Stored items
//! Data layer for the political map: region definitions, the colour-keyed
//! province index, ownership assignments and the country colour table.

pub mod assets;
pub mod color;
pub mod countries;
pub mod definitions;
pub mod error;
pub mod index;
pub mod ownership;

/// Stable region identifier from the definition table.
pub type ProvinceId = u32;

/// Country identifier, usually a short upper-case tag such as `USA`.
pub type CountryTag = String;

pub use assets::{AssetPaths, MapAssets};
pub use color::ColorKey;
pub use countries::{CountryInfo, CountryTable};
pub use definitions::{RegionCategory, RegionDefinition};
pub use error::DataError;
pub use index::{Province, ProvinceIndex};
pub use ownership::{CountryRules, ImportReport, OwnershipChange, OwnershipMap};
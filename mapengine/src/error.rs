use mapdata::DataError;
use std::io;
use std::path::PathBuf;
use thiserror::Error;

#[derive(Error, Debug)]
pub enum EngineError {
    #[error(transparent)]
    Data(#[from] DataError),
    #[error("IO error on {path}: {source}")]
    Io {
        path: PathBuf,
        #[source]
        source: io::Error,
    },
    #[error("invalid font data{}", .path.as_ref().map(|p| format!(" in {}", p.display())).unwrap_or_default())]
    Font { path: Option<PathBuf> },
    #[error("config error: {0}")]
    Config(#[from] serde_json::Error),
}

■ EXERCISE GOAL
Look through the entries and copy every line in which the string "colour" appears.

■ RESULT
//! Data layer for the political map: region definitions, the colour-keyed
//! province index, ownership assignments and the country colour table.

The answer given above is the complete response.